Oh I am pleased for you - I do hope it all goes according to plan and fabulous that your husband has found so many positive things to say about improvements in Jhb. When I lived in Jhb for a year it was in Braamfontein and believe me that probably is the opposite end of the spectrum of Sandton and certainly not somewhere I would want to revisit - ever! Cape Town on the other hand is certainly calling. Been to the SA Embassy in London today and was amazed by how helpful and friendly the personnel were.
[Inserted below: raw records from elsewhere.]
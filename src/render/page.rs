//! Page assembly and output.

use std::fs;
use std::path::{Path, PathBuf};

use crate::error::{DocError, Result};
use crate::store::{SymbolKind, SymbolStore};

use super::html::{escape_html, TableRenderer};

/// Page template shipped with the tool.
pub const DEFAULT_TEMPLATE: &str = include_str!("../../assets/template.html");

/// Stylesheet shipped with the tool.
pub const DEFAULT_STYLESHEET: &str = include_str!("../../assets/style.css");

/// Name of the generated file.
pub const INDEX_FILENAME: &str = "index.html";

/// Renders a whole documentation page from a template.
///
/// The template may use `${TITLE}`, `${STYLE}`, `${VARS}`, `${STRINGVARS}`,
/// `${CONSTS}` and `${CURVES}`. Unknown placeholders are left untouched.
#[derive(Debug, Clone)]
pub struct PageRenderer<'a> {
    title: &'a str,
    template: &'a str,
    stylesheet: &'a str,
    escape: bool,
}

impl<'a> PageRenderer<'a> {
    pub fn new(title: &'a str) -> Self {
        Self {
            title,
            template: DEFAULT_TEMPLATE,
            stylesheet: DEFAULT_STYLESHEET,
            escape: false,
        }
    }

    pub fn with_template(mut self, template: &'a str) -> Self {
        self.template = template;
        self
    }

    pub fn with_stylesheet(mut self, stylesheet: &'a str) -> Self {
        self.stylesheet = stylesheet;
        self
    }

    pub fn with_escaping(mut self, escape: bool) -> Self {
        self.escape = escape;
        self
    }

    /// Render the page for a store.
    pub fn render(&self, store: &SymbolStore) -> String {
        let tables = TableRenderer::new().with_escaping(self.escape);
        let title = if self.escape {
            escape_html(self.title).into_owned()
        } else {
            self.title.to_string()
        };
        let style: String = self
            .stylesheet
            .chars()
            .filter(|c| *c != '\r' && *c != '\n')
            .collect();

        let vars = tables.render(store, SymbolKind::Var);
        let string_vars = tables.render(store, SymbolKind::StringVar);
        let consts = tables.render(store, SymbolKind::Const);
        let curves = tables.render(store, SymbolKind::Curve);

        fill_template(self.template, |key| match key {
            "TITLE" => Some(title.as_str()),
            "STYLE" => Some(style.as_str()),
            "VARS" => Some(vars.as_str()),
            "STRINGVARS" => Some(string_vars.as_str()),
            "CONSTS" => Some(consts.as_str()),
            "CURVES" => Some(curves.as_str()),
            _ => None,
        })
    }
}

/// Substitute `${KEY}` placeholders in one pass.
///
/// Substituted text is never scanned again, so a description containing
/// `${CONSTS}` stays literal.
pub fn fill_template<'v>(template: &str, lookup: impl Fn(&str) -> Option<&'v str>) -> String {
    let mut out = String::with_capacity(template.len());
    let mut rest = template;

    while let Some(start) = rest.find("${") {
        out.push_str(&rest[..start]);
        let after = &rest[start + 2..];

        match after.find('}') {
            Some(end) => {
                let key = &after[..end];
                match lookup(key) {
                    Some(value) => out.push_str(value),
                    None => out.push_str(&rest[start..start + 2 + end + 1]),
                }
                rest = &after[end + 1..];
            }
            None => {
                out.push_str(&rest[start..]);
                rest = "";
            }
        }
    }

    out.push_str(rest);
    out
}

/// Write the rendered page as `index.html` into `dir`, creating it if needed.
pub fn write_index(html: &str, dir: &Path) -> Result<PathBuf> {
    fs::create_dir_all(dir).map_err(|e| DocError::Output {
        message: format!("Failed to create output directory {}: {}", dir.display(), e),
        help: Some("Check the output path in the settings or pass --output".to_string()),
    })?;

    let path = dir.join(INDEX_FILENAME);
    fs::write(&path, html).map_err(|e| DocError::Output {
        message: format!("Cannot create {}: {}", path.display(), e),
        help: None,
    })?;

    Ok(path)
}

#[cfg(test)]
mod tests {
    use super::*;
    use crate::store::Symbol;
    use pretty_assertions::assert_eq;
    use tempfile::tempdir;

    #[test]
    fn test_fill_template() {
        let out = fill_template("<h1>${A}</h1>${B}${MISSING}", |key| match key {
            "A" => Some("one"),
            "B" => Some("${A}"),
            _ => None,
        });

        assert_eq!(out, "<h1>one</h1>${A}${MISSING}");
    }

    #[test]
    fn test_fill_template_unclosed_placeholder() {
        assert_eq!(fill_template("a ${B", |_| Some("x")), "a ${B");
    }

    #[test]
    fn test_render_page() {
        let mut store = SymbolStore::new();
        store.insert(Symbol::new(SymbolKind::Curve, "Throttle", "constfile.txt"));

        let html = PageRenderer::new("Bus")
            .with_template("<title>${TITLE}</title><style>${STYLE}</style>${CURVES}")
            .with_stylesheet("a {\r\n  color: red;\r\n}\r\n")
            .render(&store);

        assert_eq!(
            html,
            "<title>Bus</title><style>a {  color: red;}</style><table><tr><th>Name</th><th>Description</th><th>File</th></tr><tr><td>Throttle</td><td></td><td>constfile.txt</td></tr></table>"
        );
    }

    #[test]
    fn test_default_template_has_every_placeholder() {
        let html = PageRenderer::new("OMSI Script Documentation").render(&SymbolStore::new());

        assert!(!html.contains("${"));
        assert_eq!(html.matches("<table>").count(), 4);
        assert!(html.contains("<title>OMSI Script Documentation</title>"));
    }

    #[test]
    fn test_title_escaped_when_enabled() {
        let html = PageRenderer::new("A & B")
            .with_template("${TITLE}")
            .with_escaping(true)
            .render(&SymbolStore::new());

        assert_eq!(html, "A &amp; B");
    }

    #[test]
    fn test_write_index_creates_directory() {
        let dir = tempdir().unwrap();
        let out = dir.path().join("docs/reference");

        let path = write_index("<html></html>", &out).unwrap();

        assert_eq!(path, out.join(INDEX_FILENAME));
        assert_eq!(fs::read_to_string(path).unwrap(), "<html></html>");
    }

    #[test]
    fn test_write_index_fails_when_blocked() {
        let dir = tempdir().unwrap();
        let blocker = dir.path().join("docs");
        fs::write(&blocker, "not a directory").unwrap();

        let result = write_index("<html></html>", &blocker);

        assert!(matches!(result, Err(DocError::Output { .. })));
    }
}
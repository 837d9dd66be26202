//! Rendering module for omsidoc.
//!
//! This module turns a symbol store into HTML tables and substitutes them
//! into a page template.

mod html;
mod page;

pub use html::{escape_html, TableRenderer};
pub use page::{
    fill_template, write_index, PageRenderer, DEFAULT_STYLESHEET, DEFAULT_TEMPLATE, INDEX_FILENAME,
};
The guy doing my fingerprints was very friendly saying "yes of course we would want you back in SA and your husband" - lovely attitude. Now waiting for my passport and ID book then be applying for my husbands Perm Res permit. Keep you posted.

Looking forward to hearing how you get on. Good luck and happy packing!:clap2:


----------



## satori (Mar 9, 2012)

WhenweB so pleased you are making great progress sorting everything out. Really good to know you had a positive experience at the embassy - maybe the tide is truly turning now. :clap2:

Holding out for you that it's not a long wait to get your passport, let us know how that goes.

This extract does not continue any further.